In mehr als 60 Ländern ist Homosexualität immer noch strafbar – in einigen droht sogar die Todesstrafe. Menschen werden aufgrund ihrer sexuellen Identität ausgegrenzt, kriminalisiert, verhaftet, gefoltert oder umgebracht. Wie es um die rechtliche Gleichstellung von Schwulen, Lesben und trans Menschen weltweit steht, zeigt die umfangreiche Datensammlung der International Lesbian, Gay, Bisexual, Trans and Intersex Association, kurz ILGA.

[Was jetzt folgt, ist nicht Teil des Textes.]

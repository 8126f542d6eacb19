use tokio::sync::Mutex;

use super::{CacheInvalidator, CacheInvalidatorError};

#[derive(Debug, Clone, PartialEq, Eq)]
pub enum Invalidation {
    Tag(String),
    Path(String),
}

/// Keeps a journal of issued invalidations in call order.
#[derive(Debug, Default)]
pub struct InMemoryCacheInvalidator {
    journal: Mutex<Vec<Invalidation>>,
}

impl InMemoryCacheInvalidator {
    pub fn new() -> Self {
        Self::default()
    }

    pub async fn journal(&self) -> Vec<Invalidation> {
        self.journal.lock().await.clone()
    }
}

#[async_trait::async_trait]
impl CacheInvalidator for InMemoryCacheInvalidator {
    async fn invalidate_tag(&self, tag: &str) -> Result<(), CacheInvalidatorError> {
        self.journal
            .lock()
            .await
            .push(Invalidation::Tag(tag.to_owned()));
        Ok(())
    }

    async fn invalidate_path(&self, path: &str) -> Result<(), CacheInvalidatorError> {
        self.journal
            .lock()
            .await
            .push(Invalidation::Path(path.to_owned()));
        Ok(())
    }
}
pub mod cache_invalidator;
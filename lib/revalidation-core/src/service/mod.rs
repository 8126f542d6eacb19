pub mod error;
pub mod revalidation;
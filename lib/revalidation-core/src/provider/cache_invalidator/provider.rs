use std::sync::Arc;

use secrecy::{ExposeSecret, SecretString};

use super::CacheInvalidator;
use super::http::HttpCacheInvalidator;
use super::log::LogCacheInvalidator;
use super::memory::InMemoryCacheInvalidator;
use crate::config::ConfigValidationError;
use crate::config::core_config::{CacheInvalidatorConfig, CacheInvalidatorType};

pub(crate) fn cache_invalidator_from_config(
    config: &CacheInvalidatorConfig,
) -> Result<Arc<dyn CacheInvalidator>, ConfigValidationError> {
    let invalidator: Arc<dyn CacheInvalidator> = match config.r#type {
        CacheInvalidatorType::Http => {
            let params = config.http_params()?;
            let client = reqwest::Client::builder()
                .timeout(params.timeout())
                .build()
                .map_err(|e| ConfigValidationError::InvalidParameter {
                    name: "cacheInvalidator.params",
                    reason: e.to_string(),
                })?;

            Arc::new(HttpCacheInvalidator::new(
                client,
                params.base_url.clone(),
                params
                    .token
                    .as_ref()
                    .map(|token| SecretString::from(token.expose_secret().to_owned())),
            ))
        }
        CacheInvalidatorType::Log => Arc::new(LogCacheInvalidator),
        CacheInvalidatorType::Memory => Arc::new(InMemoryCacheInvalidator::new()),
    };

    tracing::debug!(invalidator_type = %config.r#type, "Cache invalidator initialized");

    Ok(invalidator)
}
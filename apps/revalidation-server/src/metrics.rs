use std::sync::OnceLock;

use prometheus::{HistogramOpts, HistogramVec, IntCounter, Registry, TextEncoder};

struct GatewayMetrics {
    registry: Registry,
    incoming_requests: IntCounter,
    response_time: HistogramVec,
}

impl GatewayMetrics {
    fn new() -> Result<Self, prometheus::Error> {
        let registry = Registry::new();

        let incoming_requests = IntCounter::new("incoming_requests", "Incoming Requests")?;
        registry.register(Box::new(incoming_requests.clone()))?;

        let response_time = HistogramVec::new(
            HistogramOpts::new("response_time", "Response Times"),
            &["status"],
        )?;
        registry.register(Box::new(response_time.clone()))?;

        Ok(Self {
            registry,
            incoming_requests,
            response_time,
        })
    }
}

fn gateway_metrics() -> &'static GatewayMetrics {
    static METRICS: OnceLock<GatewayMetrics> = OnceLock::new();

    METRICS.get_or_init(|| GatewayMetrics::new().expect("Failed registering metrics"))
}

/// Registers the request metrics; safe to call more than once.
pub fn setup() {
    gateway_metrics();
}

pub(crate) fn track_request_count_and_time(status: u16, response_time: f64) {
    let metrics = gateway_metrics();

    metrics.incoming_requests.inc();
    metrics
        .response_time
        .with_label_values(&[&status.to_string()])
        .observe(response_time);
}

/// Gateway metrics followed by the process metrics of the default registry.
pub(crate) fn encode_metrics() -> Result<String, prometheus::Error> {
    let encoder = TextEncoder::new();
    let mut metrics = String::new();

    encoder.encode_utf8(&gateway_metrics().registry.gather(), &mut metrics)?;
    encoder.encode_utf8(&prometheus::gather(), &mut metrics)?;

    Ok(metrics)
}
use serde_json::json;
use wiremock::http::Method;
use wiremock::matchers::{body_json, header, method, path};
use wiremock::{Mock, ResponseTemplate};

pub struct MockServer {
    mock: wiremock::MockServer,
}

impl MockServer {
    pub async fn new() -> Self {
        let mock = wiremock::MockServer::start().await;
        Self { mock }
    }

    pub fn uri(&self) -> String {
        self.mock.uri()
    }

    pub async fn purge_tag(&self, tag: &str, token: &str) {
        Mock::given(method(Method::POST))
            .and(path("/purge/tag"))
            .and(header("authorization", format!("Bearer {token}")))
            .and(body_json(json!({ "tag": tag })))
            .respond_with(ResponseTemplate::new(200))
            .expect(1)
            .mount(&self.mock)
            .await;
    }

    pub async fn purge_path(&self, path_value: &str, token: &str) {
        Mock::given(method(Method::POST))
            .and(path("/purge/path"))
            .and(header("authorization", format!("Bearer {token}")))
            .and(body_json(json!({ "path": path_value })))
            .respond_with(ResponseTemplate::new(200))
            .expect(1)
            .mount(&self.mock)
            .await;
    }

    pub async fn purge_unavailable(&self) {
        Mock::given(method(Method::POST))
            .respond_with(ResponseTemplate::new(503))
            .mount(&self.mock)
            .await;
    }
}
use serde::{Deserialize, Serialize};
use time::OffsetDateTime;
use utoipa::ToSchema;

use crate::deserialize::{deserialize_lenient_list, deserialize_lenient_string};

#[derive(Clone, Debug, Default, PartialEq, Eq, Deserialize, ToSchema)]
#[serde(default, rename_all = "camelCase")]
pub(crate) struct RevalidateRequestRestDTO {
    /// Used when the `x-revalidate-secret` header is missing or empty
    #[serde(deserialize_with = "deserialize_lenient_string")]
    pub secret: Option<String>,
    /// Cache tags to invalidate
    #[serde(deserialize_with = "deserialize_lenient_list")]
    #[schema(example = json!(["home", "movies"]))]
    pub tags: Vec<String>,
    /// Site-relative route paths to invalidate
    #[serde(deserialize_with = "deserialize_lenient_list")]
    #[schema(example = json!(["/movies", "/movies/2"]))]
    pub paths: Vec<String>,
}

#[derive(Clone, Debug, Serialize, ToSchema)]
#[serde(rename_all = "camelCase")]
pub(crate) struct RevalidateResponseRestDTO {
    pub ok: bool,
    pub revalidated: bool,
    pub tags: Vec<String>,
    pub paths: Vec<String>,
    #[serde(with = "time::serde::rfc3339")]
    pub now: OffsetDateTime,
}
use serde::{Deserialize, Deserializer};
use serde_json::Value;

/// Accepts a string, anything else counts as absent.
pub fn deserialize_lenient_string<'de, D>(deserializer: D) -> Result<Option<String>, D::Error>
where
    D: Deserializer<'de>,
{
    Ok(match Value::deserialize(deserializer)? {
        Value::String(value) => Some(value),
        _ => None,
    })
}

/// Accepts an array of strings or numbers; other entries are dropped and a
/// non-array value becomes an empty list.
pub fn deserialize_lenient_list<'de, D>(deserializer: D) -> Result<Vec<String>, D::Error>
where
    D: Deserializer<'de>,
{
    let Value::Array(values) = Value::deserialize(deserializer)? else {
        return Ok(vec![]);
    };

    Ok(values
        .into_iter()
        .filter_map(|value| match value {
            Value::String(value) => Some(value),
            Value::Number(value) => Some(value.to_string()),
            _ => None,
        })
        .collect())
}
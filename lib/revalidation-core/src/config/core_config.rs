use std::path::Path;
use std::time::Duration;

use figment::Figment;
#[cfg(feature = "config_env")]
use figment::providers::Env;
#[cfg(feature = "config_json")]
use figment::providers::Json;
#[cfg(feature = "config_yaml")]
use figment::providers::Yaml;
use figment::providers::{Data, Format};
use secrecy::{ExposeSecret, SecretString};
use serde::Deserialize;
use serde::de::DeserializeOwned;
use serde_with::{DurationSeconds, serde_as};
use strum::{Display, EnumString};
use url::Url;

use super::{ConfigParsingError, ConfigValidationError};

/// Hard upper bound on the number of tags (and, separately, paths) processed per request.
pub const MAX_ENTRIES_LIMIT: usize = 200;

const DEFAULT_TAG_MAX_LENGTH: usize = 256;
const DEFAULT_PATH_MAX_LENGTH: usize = 1024;
const DEFAULT_HTTP_TIMEOUT: Duration = Duration::from_secs(10);

#[cfg(feature = "config_env")]
const SECRET_ENV_VARIABLE: &str = "REVALIDATE_SECRET";

#[derive(Debug, Default, Clone, PartialEq, Deserialize)]
pub struct NoCustomConfig;

#[derive(Debug, Default, Deserialize)]
#[serde(rename_all = "camelCase")]
struct AppCustomConfigSerdeDTO<Custom> {
    #[serde(default)]
    pub(super) app: Custom,
}

#[derive(Debug, Default)]
pub struct AppConfig<Custom> {
    pub core: CoreConfig,
    pub app: Custom,
}

#[derive(Debug, Default, Deserialize)]
#[serde(default, rename_all = "camelCase")]
pub struct CoreConfig {
    pub revalidation: RevalidationConfig,
    pub cache_invalidator: CacheInvalidatorConfig,
}

#[derive(Debug, Deserialize)]
#[serde(default, rename_all = "camelCase")]
pub struct RevalidationConfig {
    pub secret: Option<SecretString>,
    pub max_entries: usize,
    pub tag_max_length: usize,
    pub path_max_length: usize,
}

impl Default for RevalidationConfig {
    fn default() -> Self {
        Self {
            secret: None,
            max_entries: MAX_ENTRIES_LIMIT,
            tag_max_length: DEFAULT_TAG_MAX_LENGTH,
            path_max_length: DEFAULT_PATH_MAX_LENGTH,
        }
    }
}

impl RevalidationConfig {
    /// The shared secret callers must present, `None` when unset or empty.
    pub fn secret(&self) -> Option<&str> {
        self.secret
            .as_ref()
            .map(|secret| secret.expose_secret())
            .filter(|secret| !secret.is_empty())
    }

    pub fn max_entries(&self) -> usize {
        self.max_entries.min(MAX_ENTRIES_LIMIT)
    }
}

#[derive(Debug, Default, Clone, Copy, PartialEq, Eq, Deserialize, Display, EnumString)]
#[serde(rename_all = "SCREAMING_SNAKE_CASE")]
#[strum(serialize_all = "SCREAMING_SNAKE_CASE")]
pub enum CacheInvalidatorType {
    Http,
    #[default]
    Log,
    Memory,
}

#[derive(Debug, Default, Deserialize)]
#[serde(default, rename_all = "camelCase")]
pub struct CacheInvalidatorConfig {
    pub r#type: CacheInvalidatorType,
    pub params: Option<HttpInvalidatorParams>,
}

impl CacheInvalidatorConfig {
    pub fn http_params(&self) -> Result<&HttpInvalidatorParams, ConfigValidationError> {
        self.params
            .as_ref()
            .ok_or(ConfigValidationError::MissingParameter("cacheInvalidator.params"))
    }
}

#[serde_as]
#[derive(Debug, Deserialize)]
#[serde(rename_all = "camelCase")]
pub struct HttpInvalidatorParams {
    pub base_url: Url,
    pub token: Option<SecretString>,
    #[serde_as(as = "Option<DurationSeconds<u64>>")]
    #[serde(rename = "timeoutSeconds")]
    pub timeout: Option<Duration>,
}

impl HttpInvalidatorParams {
    pub fn timeout(&self) -> Duration {
        self.timeout.unwrap_or(DEFAULT_HTTP_TIMEOUT)
    }
}

pub enum InputFormat {
    #[cfg(feature = "config_yaml")]
    Yaml(Data<Yaml>),
    #[cfg(feature = "config_json")]
    Json(Data<Json>),
}

impl InputFormat {
    #[cfg(feature = "config_yaml")]
    pub fn yaml_file(p: impl AsRef<Path>) -> InputFormat {
        InputFormat::Yaml(Yaml::file(p))
    }

    #[cfg(feature = "config_yaml")]
    pub fn yaml_str(s: impl AsRef<str>) -> InputFormat {
        InputFormat::Yaml(Yaml::string(s.as_ref()))
    }

    #[cfg(feature = "config_json")]
    pub fn json_file(p: impl AsRef<Path>) -> InputFormat {
        InputFormat::Json(Json::file(p))
    }

    #[cfg(feature = "config_json")]
    pub fn json_str(s: impl AsRef<str>) -> InputFormat {
        InputFormat::Json(Json::string(s.as_ref()))
    }
}

impl<Custom> AppConfig<Custom>
where
    Custom: DeserializeOwned + Default,
{
    pub fn from_files(files: &[impl AsRef<Path>]) -> Result<Self, ConfigParsingError> {
        let mut inputs: Vec<InputFormat> = Vec::with_capacity(files.len());

        for path in files {
            #[cfg(feature = "config_yaml")]
            if path
                .as_ref()
                .extension()
                .is_some_and(|ext| ext == "yml" || ext == "yaml")
            {
                inputs.push(InputFormat::yaml_file(path));
                continue;
            }

            #[cfg(feature = "config_json")]
            if path.as_ref().extension() == Some("json".as_ref()) {
                inputs.push(InputFormat::json_file(path));
                continue;
            }

            return Err(ConfigParsingError::GeneralParsingError(format!(
                "Unsupported file or missing file extension: {:?}",
                path.as_ref().to_str()
            )));
        }

        AppConfig::parse(inputs)
    }

    #[cfg(feature = "config_yaml")]
    pub fn from_yaml(
        configs: impl IntoIterator<Item = impl AsRef<str>>,
    ) -> Result<Self, ConfigParsingError> {
        let inputs = configs.into_iter().map(InputFormat::yaml_str);

        AppConfig::parse(inputs)
    }

    pub fn parse(
        inputs: impl IntoIterator<Item = InputFormat>,
    ) -> Result<Self, ConfigParsingError> {
        let mut figment = Figment::new();

        for data in inputs {
            figment = match data {
                #[cfg(feature = "config_yaml")]
                InputFormat::Yaml(content) => figment.merge(content),
                #[cfg(feature = "config_json")]
                InputFormat::Json(content) => figment.merge(content),
            };
        }

        #[cfg(feature = "config_env")]
        {
            figment = figment.merge(Env::prefixed("REVALIDATION_").split("__").lowercase(false));
        }

        #[cfg_attr(not(feature = "config_env"), allow(unused_mut))]
        let mut core = figment
            .extract::<CoreConfig>()
            .map_err(|e| ConfigParsingError::GeneralParsingError(e.to_string()))?;
        let custom = figment
            .extract::<AppCustomConfigSerdeDTO<Custom>>()
            .map_err(|e| ConfigParsingError::GeneralParsingError(e.to_string()))?;

        // read verbatim, figment would coerce numeric-looking secrets
        #[cfg(feature = "config_env")]
        if let Ok(secret) = std::env::var(SECRET_ENV_VARIABLE) {
            core.revalidation.secret = Some(SecretString::from(secret));
        }

        Ok(Self {
            core,
            app: custom.app,
        })
    }
}
use crate::utils::api_clients::{HttpClient, Response};

pub struct OtherApi {
    client: HttpClient,
}

impl OtherApi {
    pub fn new(client: HttpClient) -> Self {
        Self { client }
    }

    pub async fn metrics(&self) -> Response {
        self.client.get("/metrics").await
    }

    pub async fn build_info(&self) -> Response {
        self.client.get("/build-info").await
    }

    pub async fn health(&self) -> Response {
        self.client.get("/health").await
    }

    pub async fn openapi_json(&self) -> Response {
        self.client.get("/api-docs/openapi.json").await
    }
}
use serde_json::json;
use similar_asserts::assert_eq;

use crate::fixtures::SECRET;
use crate::utils::context::TestContext;

#[tokio::test]
async fn test_revalidate_wrong_secret() {
    // GIVEN
    let context = TestContext::new(None).await;

    // WHEN
    let resp = context
        .api
        .revalidate
        .revalidate("wrong", &["home"], &["/movies"])
        .await;

    // THEN
    assert_eq!(resp.status(), 401);
    assert_eq!(resp.header("cache-control"), Some("no-store"));
    assert_eq!(resp.header("x-robots-tag"), Some("noindex, nofollow"));
    assert_eq!(
        resp.json_value().await,
        json!({ "ok": false, "error": "Unauthorized" })
    );
    assert!(context.invalidator.journal().await.is_empty());
}

#[tokio::test]
async fn test_revalidate_without_secret() {
    let context = TestContext::new(None).await;

    let resp = context
        .api
        .revalidate
        .revalidate_with_body(None, json!({ "tags": ["home"] }))
        .await;

    assert_eq!(resp.status(), 401);
    assert!(context.invalidator.journal().await.is_empty());
}

#[tokio::test]
async fn test_revalidate_body_secret() {
    let context = TestContext::new(None).await;

    let resp = context
        .api
        .revalidate
        .revalidate_with_body(None, json!({ "secret": SECRET, "tags": ["home"] }))
        .await;

    assert_eq!(resp.status(), 200);
    assert_eq!(resp.json_value().await["tags"], json!(["home"]));
}

#[tokio::test]
async fn test_revalidate_body_secret_with_empty_header() {
    let context = TestContext::new(None).await;

    let resp = context
        .api
        .revalidate
        .revalidate_with_body(Some(""), json!({ "secret": SECRET, "tags": ["home"] }))
        .await;

    assert_eq!(resp.status(), 200);
}

#[tokio::test]
async fn test_revalidate_header_secret_takes_precedence() {
    let context = TestContext::new(None).await;

    let resp = context
        .api
        .revalidate
        .revalidate_with_body(Some("wrong"), json!({ "secret": SECRET, "tags": ["home"] }))
        .await;

    assert_eq!(resp.status(), 401);
    assert!(context.invalidator.journal().await.is_empty());
}

#[tokio::test]
async fn test_revalidate_non_utf8_header_takes_precedence() {
    let context = TestContext::new(None).await;

    let resp = context
        .api
        .revalidate
        .revalidate_with_header_bytes(
            b"test-\xffsecret",
            json!({ "secret": SECRET, "tags": ["home"] }),
        )
        .await;

    assert_eq!(resp.status(), 401);
    assert!(context.invalidator.journal().await.is_empty());
}

#[tokio::test]
async fn test_revalidate_secret_not_configured() {
    // GIVEN
    let config = indoc::indoc! {"
        revalidation:
            secret: \"\"
    "}
    .to_string();
    let context = TestContext::new(Some(config)).await;

    // WHEN
    let resp = context
        .api
        .revalidate
        .revalidate("anything", &["home"], &[])
        .await;

    // THEN
    assert_eq!(resp.status(), 500);
    assert_eq!(resp.header("cache-control"), Some("no-store"));
    assert_eq!(
        resp.json_value().await,
        json!({ "ok": false, "error": "REVALIDATE_SECRET is not set on the server" })
    );
    assert!(context.invalidator.journal().await.is_empty());
}
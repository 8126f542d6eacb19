//! Forwards invalidations to the hosting platform's purge API.
//!
//! `POST {baseUrl}/tag` with `{"tag": ...}` and `POST {baseUrl}/path` with
//! `{"path": ...}`; any non-2xx answer is an error.

use secrecy::{ExposeSecret, SecretString};
use serde::Serialize;
use url::Url;

use super::{CacheInvalidator, CacheInvalidatorError};


pub struct HttpCacheInvalidator {
    client: reqwest::Client,
    base_url: Url,
    token: Option<SecretString>,
}

#[derive(Serialize)]
struct TagPurgeRequestDTO<'a> {
    tag: &'a str,
}

#[derive(Serialize)]
struct PathPurgeRequestDTO<'a> {
    path: &'a str,
}

impl HttpCacheInvalidator {
    pub fn new(client: reqwest::Client, mut base_url: Url, token: Option<SecretString>) -> Self {
        // `Url::join` replaces the last segment unless the base ends with a slash
        if !base_url.path().ends_with('/') {
            let path = format!("{}/", base_url.path());
            base_url.set_path(&path);
        }

        Self {
            client,
            base_url,
            token,
        }
    }

    async fn purge(
        &self,
        endpoint: &str,
        body: &impl Serialize,
    ) -> Result<(), CacheInvalidatorError> {
        let url = self
            .base_url
            .join(endpoint)
            .map_err(|e| CacheInvalidatorError::Other(e.to_string()))?;

        let mut request = self.client.post(url.clone()).json(body);
        if let Some(token) = &self.token {
            request = request.bearer_auth(token.expose_secret());
        }

        let response = request
            .send()
            .await
            .map_err(|e| CacheInvalidatorError::Http(e.to_string()))?;

        let status = response.status();
        if !status.is_success() {
            tracing::error!(%url, %status, "Purge request rejected");
            return Err(CacheInvalidatorError::StatusCode(status.as_u16()));
        }

        Ok(())
    }
}

#[async_trait::async_trait]
impl CacheInvalidator for HttpCacheInvalidator {
    async fn invalidate_tag(&self, tag: &str) -> Result<(), CacheInvalidatorError> {
        self.purge("tag", &TagPurgeRequestDTO { tag }).await
    }

    async fn invalidate_path(&self, path: &str) -> Result<(), CacheInvalidatorError> {
        self.purge("path", &PathPurgeRequestDTO { path }).await
    }
}
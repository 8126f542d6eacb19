pub mod api_clients;
pub mod mock_server;
use axum::extract::State;

use super::dto::{RevalidateRequestRestDTO, RevalidateResponseRestDTO};
use crate::dto::response::OkOrErrorResponse;
use crate::extractor::{LenientJson, SecretHeader};
use crate::router::AppState;

#[utoipa::path(
    post,
    path = "/api/revalidate",
    request_body = RevalidateRequestRestDTO,
    params(
        ("x-revalidate-secret" = Option<String>, Header, description = "Shared revalidation secret"),
    ),
    responses(OkOrErrorResponse<RevalidateResponseRestDTO>),
    tag = "revalidation",
    security(
        ("revalidateSecret" = [])
    ),
    summary = "Revalidate cache",
    description = indoc::formatdoc! {"
        Invalidates the given cache tags and site-relative paths.

        The secret is read from the `x-revalidate-secret` header, or from the
        `secret` body field when the header is missing or empty. Tags and paths
        are trimmed and deduplicated, paths pointing to another origin are
        dropped and each list is capped.
    "},
)]
pub(crate) async fn post_revalidate(
    state: State<AppState>,
    SecretHeader(header_secret): SecretHeader,
    LenientJson(request): LenientJson<RevalidateRequestRestDTO>,
) -> OkOrErrorResponse<RevalidateResponseRestDTO> {
    let result = state
        .core
        .revalidation_service
        .revalidate(request.into_dto(header_secret))
        .await;

    OkOrErrorResponse::from_result(result, state, "revalidating cache")
}
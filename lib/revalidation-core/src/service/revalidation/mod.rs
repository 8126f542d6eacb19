use std::sync::Arc;

use crate::config::core_config::RevalidationConfig;
use crate::provider::cache_invalidator::CacheInvalidator;

pub mod dto;
pub mod service;

mod normalizer;

#[derive(Clone)]
pub struct RevalidationService {
    config: Arc<RevalidationConfig>,
    cache_invalidator: Arc<dyn CacheInvalidator>,
}

impl RevalidationService {
    pub fn new(
        config: Arc<RevalidationConfig>,
        cache_invalidator: Arc<dyn CacheInvalidator>,
    ) -> Self {
        Self {
            config,
            cache_invalidator,
        }
    }
}
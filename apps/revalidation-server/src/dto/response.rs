use std::collections::BTreeMap;

use axum::Json;
use axum::extract::State;
use axum::http::StatusCode;
use axum::response::IntoResponse;
use revalidation_core::service::error::ServiceError;
use serde::Serialize;
use utoipa::ToSchema;

use super::error::ErrorResponseRestDTO;
use crate::router::AppState;

/// Machine endpoint responses must neither be cached nor indexed.
pub(crate) const MACHINE_ENDPOINT_HEADERS: [(&str, &str); 2] = [
    ("cache-control", "no-store"),
    ("x-robots-tag", "noindex, nofollow"),
];

#[derive(utoipa::IntoResponses)]
pub(crate) enum ErrorResponse {
    #[response(status = 401, description = "Unauthorized")]
    Unauthorized(#[to_schema] ErrorResponseRestDTO),
    #[response(status = 500, description = "Internal error")]
    ServerError(#[to_schema] ErrorResponseRestDTO),
}

impl ErrorResponse {
    pub fn for_panic(panic_msg: String, hide_cause: bool) -> Self {
        Self::ServerError(ErrorResponseRestDTO::new(panic_msg).hide_cause(hide_cause))
    }

    fn from_service_error(error: ServiceError, hide_cause: bool) -> Self {
        let response = ErrorResponseRestDTO::new(error.to_string());
        match error {
            ServiceError::Unauthorized => Self::Unauthorized(response),
            ServiceError::MissingSecret => Self::ServerError(response),
            ServiceError::CacheInvalidator(_) => Self::ServerError(response.hide_cause(hide_cause)),
        }
    }

    #[track_caller]
    fn from_service_error_with_trace(
        error: ServiceError,
        state: State<AppState>,
        action_description: &str,
    ) -> Self {
        let location = std::panic::Location::caller();
        if let ServiceError::Unauthorized = error {
            tracing::warn!(%location, "Rejected unauthorized request while {action_description}");
        } else {
            tracing::error!(%error, %location, "Error while {action_description}");
        }
        Self::from_service_error(error, state.config.hide_error_response_cause)
    }
}

impl IntoResponse for ErrorResponse {
    fn into_response(self) -> axum::response::Response {
        match self {
            Self::Unauthorized(error) => {
                (StatusCode::UNAUTHORIZED, MACHINE_ENDPOINT_HEADERS, Json(error)).into_response()
            }
            Self::ServerError(error) => (
                StatusCode::INTERNAL_SERVER_ERROR,
                MACHINE_ENDPOINT_HEADERS,
                Json(error),
            )
                .into_response(),
        }
    }
}

fn with_error_responses<SuccessResponse: utoipa::IntoResponses>()
-> BTreeMap<String, utoipa::openapi::RefOr<utoipa::openapi::Response>> {
    use utoipa::IntoResponses;
    let mut responses = SuccessResponse::responses();
    responses.append(&mut ErrorResponse::responses());
    responses
}

pub(crate) enum OkOrErrorResponse<T> {
    Ok(T),
    Error(ErrorResponse),
}

impl<T> OkOrErrorResponse<T> {
    pub fn ok(value: impl Into<T>) -> Self {
        Self::Ok(value.into())
    }

    #[track_caller]
    pub(crate) fn from_result(
        result: Result<impl Into<T>, ServiceError>,
        state: State<AppState>,
        action_description: &str,
    ) -> Self {
        match result {
            Ok(value) => Self::ok(value),
            Err(error) => Self::Error(ErrorResponse::from_service_error_with_trace(
                error,
                state,
                action_description,
            )),
        }
    }
}

impl<T: Serialize> IntoResponse for OkOrErrorResponse<T> {
    fn into_response(self) -> axum::response::Response {
        match self {
            Self::Ok(body) => (StatusCode::OK, MACHINE_ENDPOINT_HEADERS, Json(body)).into_response(),
            Self::Error(error) => error.into_response(),
        }
    }
}

impl<T: ToSchema> utoipa::IntoResponses for OkOrErrorResponse<T> {
    fn responses() -> BTreeMap<String, utoipa::openapi::RefOr<utoipa::openapi::Response>> {
        #[derive(utoipa::IntoResponses)]
        #[response(status = 200, description = "OK")]
        struct SuccessResponse<T: ToSchema>(#[to_schema] T);

        with_error_responses::<SuccessResponse<T>>()
    }
}

impl<T> From<ErrorResponse> for OkOrErrorResponse<T> {
    fn from(value: ErrorResponse) -> Self {
        Self::Error(value)
    }
}
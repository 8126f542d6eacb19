use itertools::Itertools;
use url::Url;

/// Normalizes every value, drops the empty ones, removes duplicates keeping
/// the first occurrence and keeps at most `max_entries` values.
pub(super) fn normalize_values(
    values: &[String],
    max_entries: usize,
    normalize: impl Fn(&str) -> Option<String>,
) -> Vec<String> {
    values
        .iter()
        .map(String::as_str)
        .filter_map(normalize)
        .unique()
        .take(max_entries)
        .collect()
}

pub(super) fn normalize_tag(tag: &str, max_length: usize) -> Option<String> {
    non_empty(truncate_chars(tag.trim(), max_length))
}

/// Site-relative paths only, anything pointing at another origin is discarded.
pub(super) fn normalize_path(path: &str, max_length: usize) -> Option<String> {
    let path = path.trim();
    // URL parsers skip tab and newlines, which would hide a `//` prefix
    if path.is_empty() || path.chars().any(|c| c.is_ascii_control()) {
        return None;
    }

    if Url::parse(path).is_ok() {
        return None;
    }

    let path = match path.strip_prefix('/') {
        Some(_) => path.to_owned(),
        None => format!("/{path}"),
    };

    if is_protocol_relative(&path) {
        return None;
    }

    non_empty(truncate_chars(&path, max_length))
}

fn is_protocol_relative(path: &str) -> bool {
    path.starts_with("//") || path.starts_with("/\\")
}

fn truncate_chars(value: &str, max_length: usize) -> &str {
    match value.char_indices().nth(max_length) {
        Some((index, _)) => value[..index].trim_end(),
        None => value,
    }
}

fn non_empty(value: &str) -> Option<String> {
    (!value.is_empty()).then(|| value.to_owned())
}
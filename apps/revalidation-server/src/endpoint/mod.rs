pub mod misc;
pub mod revalidate;
use serde::Serialize;
use utoipa::ToSchema;

pub(crate) const FALLBACK_ERROR_MESSAGE: &str = "Internal server error";

#[derive(Serialize, ToSchema)]
pub struct ErrorResponseRestDTO {
    #[schema(example = false)]
    pub ok: bool,
    #[schema(example = "Unauthorized")]
    pub error: String,
}

impl ErrorResponseRestDTO {
    pub fn new(error: impl Into<String>) -> Self {
        let error = error.into();

        Self {
            ok: false,
            error: if error.is_empty() {
                FALLBACK_ERROR_MESSAGE.to_string()
            } else {
                error
            },
        }
    }

    pub fn hide_cause(mut self, hide: bool) -> ErrorResponseRestDTO {
        if hide {
            self.error = FALLBACK_ERROR_MESSAGE.to_string();
        }

        self
    }
}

Die Liste der Länder, die queere Menschen diskriminiert und kriminalisiert, ist zu lang, um sie an dieser Stelle zu besprechen. Aber ein schlaglichtartiger Blick auf ein paar Entwicklungen der letzten Zeit zeigt: Immer mehr Staaten schränken die Rechte queerer Menschen ein, weltweit nimmt Homophobie zu.
Russland
Gesellschaftlich tabuisiert, aber grundsätzlich gesetzlich legal – das ist die Lage in Russland. Doch seit Jahren dreht der Staat die Daumenschrauben für queere Menschen an; die Lage für Schwule und Lesben verschlechtert sich stetig. 2013 verabschiedete die Duma ein Gesetz, dass die sogenannte „Propaganda“ für „nicht-traditionelle sexuelle Beziehungen“ unter Minderjährigen verbietet. 2022 sorgte Putin dafür, dass dies nun auch für Erwachsene gilt. Immer mehr Bücher und Filme landen auf dem Index. Das Ziel: Queeres Leben soll aus der Öffentlichkeit verschwinden. Kein Wunder also, dass die Zahl der Hassverbrechen gegen queere Menschen seit Jahren steigt – mit bislang mehreren Hundert Todesopfern.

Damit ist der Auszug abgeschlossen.